Recorded data

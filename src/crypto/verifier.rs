use std::sync::Arc;

use rustls::{
    client::danger::{HandshakeSignatureValid, ServerCertVerified, ServerCertVerifier},
    crypto::{verify_tls12_signature, verify_tls13_signature, CryptoProvider},
    pki_types::{CertificateDer, ServerName, UnixTime},
    DigitallySignedStruct, SignatureScheme,
};

/// Accepts any server certificate without validating chain, name or expiry.
///
/// Installed only when a configuration opts out of server verification.
/// Handshake signatures are still checked, so the peer must hold the private
/// key of the certificate it presents.
#[derive(Debug)]
pub struct InsecureSkipServerVerification {
    provider: Arc<CryptoProvider>,
}

impl InsecureSkipServerVerification {
    pub fn new(provider: Arc<CryptoProvider>) -> Self {
        Self { provider }
    }
}

impl ServerCertVerifier for InsecureSkipServerVerification {
    fn verify_server_cert(
        &self,
        _end_entity: &CertificateDer<'_>,
        _intermediates: &[CertificateDer<'_>],
        _server_name: &ServerName<'_>,
        _ocsp_response: &[u8],
        _now: UnixTime,
    ) -> Result<ServerCertVerified, rustls::Error> {
        Ok(ServerCertVerified::assertion())
    }

    fn verify_tls12_signature(
        &self,
        message: &[u8],
        cert: &CertificateDer<'_>,
        dss: &DigitallySignedStruct,
    ) -> Result<HandshakeSignatureValid, rustls::Error> {
        verify_tls12_signature(message, cert, dss, &self.provider.signature_verification_algorithms)
    }

    fn verify_tls13_signature(
        &self,
        message: &[u8],
        cert: &CertificateDer<'_>,
        dss: &DigitallySignedStruct,
    ) -> Result<HandshakeSignatureValid, rustls::Error> {
        verify_tls13_signature(message, cert, dss, &self.provider.signature_verification_algorithms)
    }

    fn supported_verify_schemes(&self) -> Vec<SignatureScheme> {
        self.provider.signature_verification_algorithms.supported_schemes()
    }
}
use tempfile::TempDir;
use trustkeep::{create_tls_configuration, FileService, TlsConfiguration, TlsFileKind};

use super::super::support::{handshake, server_config, TestCertificateAuthority};

#[test]
fn test_endpoint_material_from_store_completes_mutual_tls() -> anyhow::Result<()> {
    let ca = TestCertificateAuthority::new("Endpoint CA")?;
    let server = ca.issue_server_cert(&["localhost"])?;
    let client_cert = ca.issue_client_cert("agent")?;

    let dir = TempDir::new()?;
    let store = FileService::new(dir.path(), "storage")?;
    store.store_tls_file("endpoint-7", TlsFileKind::Ca, ca.ca_cert_pem().as_bytes())?;
    store.store_tls_file("endpoint-7", TlsFileKind::Cert, client_cert.cert_pem.as_bytes())?;
    store.store_tls_file("endpoint-7", TlsFileKind::Key, client_cert.key_pem.as_bytes())?;

    let settings = TlsConfiguration::from_store(&store, "endpoint-7", false)?;
    assert!(settings.has_client_identity());

    let tls = create_tls_configuration(&settings)?;
    let (_client, server_conn) =
        handshake(tls.client_config(), server_config(&server, Some(&ca))?, "localhost")?;
    assert!(server_conn.peer_certificates().is_some());
    Ok(())
}

#[test]
fn test_endpoint_with_only_ca_verifies_without_identity() -> anyhow::Result<()> {
    let ca = TestCertificateAuthority::new("Endpoint CA")?;
    let server = ca.issue_server_cert(&["localhost"])?;

    let dir = TempDir::new()?;
    let store = FileService::new(dir.path(), "storage")?;
    store.store_tls_file("endpoint-8", TlsFileKind::Ca, ca.ca_cert_pem().as_bytes())?;

    let settings = TlsConfiguration::from_store(&store, "endpoint-8", false)?;
    assert!(!settings.has_client_identity());

    let tls = create_tls_configuration(&settings)?;
    assert!(!tls.presents_client_certificate());
    handshake(tls.client_config(), server_config(&server, None)?, "localhost")?;
    Ok(())
}

#[test]
fn test_deleted_endpoint_material_is_reported() -> anyhow::Result<()> {
    let ca = TestCertificateAuthority::new("Endpoint CA")?;

    let dir = TempDir::new()?;
    let store = FileService::new(dir.path(), "storage")?;
    store.store_tls_file("endpoint-9", TlsFileKind::Ca, ca.ca_cert_pem().as_bytes())?;
    let settings = TlsConfiguration::from_store(&store, "endpoint-9", false)?;

    store.delete_tls_files("endpoint-9")?;
    let err = create_tls_configuration(&settings).unwrap_err();
    assert!(matches!(err, trustkeep::TlsError::CaReadError { .. }));
    Ok(())
}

__Exercise directions__.
Lines from the entries that contain the string "TlsFileKind" must be found and copied.

__Answer to the exercise__.
use trustkeep::{create_tls_configuration, FileService, TlsConfiguration, TlsFileKind};
    store.store_tls_file("endpoint-7", TlsFileKind::Ca, ca.ca_cert_pem().as_bytes())?;
    store.store_tls_file("endpoint-7", TlsFileKind::Cert, client_cert.cert_pem.as_bytes())?;
    store.store_tls_file("endpoint-7", TlsFileKind::Key, client_cert.key_pem.as_bytes())?;
    store.store_tls_file("endpoint-8", TlsFileKind::Ca, ca.ca_cert_pem().as_bytes())?;
    store.store_tls_file("endpoint-9", TlsFileKind::Ca, ca.ca_cert_pem().as_bytes())?;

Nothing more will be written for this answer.